What you should do → Read the lines below. Copy out any that hold the string "Option".
■ ■ ■ ■ ■ ■ ■
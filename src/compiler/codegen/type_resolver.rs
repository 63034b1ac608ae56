//! Type tag resolution
//!
//! Maps declared `!`-tags to IR types. Compound tags nest:
//! `!ptr<T>` validates the inner type but stays an opaque pointer,
//! `!array<T,N>` splits on the top-level comma only, and `!size:N:T`
//! asserts the allocation size of `T` at compile time.

use crate::compiler::codegen::generate::Codegen;
use crate::compiler::compiler_messages::compiler_errors::CompileError;
use crate::compiler::compiler_messages::compiler_warnings::{CompilerWarning, WarningKind};
use crate::compiler::ir::types::IrType;
use crate::return_syntax_error;

impl Codegen {
    pub(crate) fn resolve_type_tag(
        &mut self,
        tag: &str,
        var_name: &str,
    ) -> Result<IrType, CompileError> {
        match tag {
            "!int" | "!int64" => return Ok(IrType::I64),
            "!int32" => return Ok(IrType::I32),
            "!int16" => return Ok(IrType::I16),
            "!int8" => return Ok(IrType::I8),
            "!bool" => return Ok(IrType::I8),
            "!str" | "!ptr" => return Ok(IrType::Ptr),
            "!frac" => return Ok(IrType::F64),
            "!none" => return Ok(IrType::Void),
            _ => {}
        }

        if let Some(inner) = strip_compound(tag, "!ptr<") {
            // The pointer is opaque; the inner type is only validated
            self.resolve_type_tag(inner, var_name)?;
            return Ok(IrType::Ptr);
        }

        if let Some(inner) = strip_compound(tag, "!array<") {
            let (elem_tag, len_str) = match split_top_level_comma(inner) {
                Some(parts) => parts,
                None => return_syntax_error!(
                    "Malformed array type \"{}\" for \"{}\": expected !array<TYPE,LENGTH>",
                    tag,
                    var_name
                ),
            };

            let elem = self.resolve_type_tag(elem_tag.trim(), var_name)?;

            let len: u64 = match len_str.trim().parse() {
                Ok(n) if n > 0 => n,
                _ => return_syntax_error!(
                    "Array length in \"{}\" for \"{}\" must be a positive integer",
                    tag,
                    var_name
                ),
            };

            return Ok(IrType::array(elem, len));
        }

        if let Some(rest) = tag.strip_prefix("!size:") {
            let (size_str, inner_tag) = match rest.split_once(':') {
                Some(parts) => parts,
                None => return_syntax_error!(
                    "Malformed size assertion \"{}\" for \"{}\": expected !size:N:TYPE",
                    tag,
                    var_name
                ),
            };

            let expected: u64 = match size_str.parse() {
                Ok(n) => n,
                Err(_) => return_syntax_error!(
                    "Size in \"{}\" for \"{}\" must be an integer",
                    tag,
                    var_name
                ),
            };

            let inner = self.resolve_type_tag(inner_tag, var_name)?;
            let actual = inner.alloc_size();

            if actual != expected {
                return_syntax_error!(
                    "Size assertion failed for \"{}\": {} occupies {} bytes, not {}",
                    var_name,
                    inner_tag,
                    actual,
                    expected
                );
            }

            return Ok(inner);
        }

        self.warnings
            .push(CompilerWarning::new(tag, WarningKind::UnknownTypeTag));

        Ok(IrType::I64)
    }
}

/// `!ptr<T>` -> `T` when the tag has the given prefix and a closing `>`.
fn strip_compound<'a>(tag: &'a str, prefix: &str) -> Option<&'a str> {
    tag.strip_prefix(prefix)?.strip_suffix('>')
}

/// Splits `T,N` at the first comma not nested inside `<...>` brackets.
fn split_top_level_comma(inner: &str) -> Option<(&str, &str)> {
    let mut depth = 0usize;

    for (i, ch) in inner.char_indices() {
        match ch {
            '<' => depth += 1,
            '>' => depth = depth.saturating_sub(1),
            ',' if depth == 0 => {
                return Some((&inner[..i], &inner[i + 1..]));
            }
            _ => {}
        }
    }

    None
}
■ ■ ■ ■ ■ ■ ■
Result of this exercise →
fn strip_compound<'a>(tag: &'a str, prefix: &str) -> Option<&'a str> {
fn split_top_level_comma(inner: &str) -> Option<(&str, &str)> {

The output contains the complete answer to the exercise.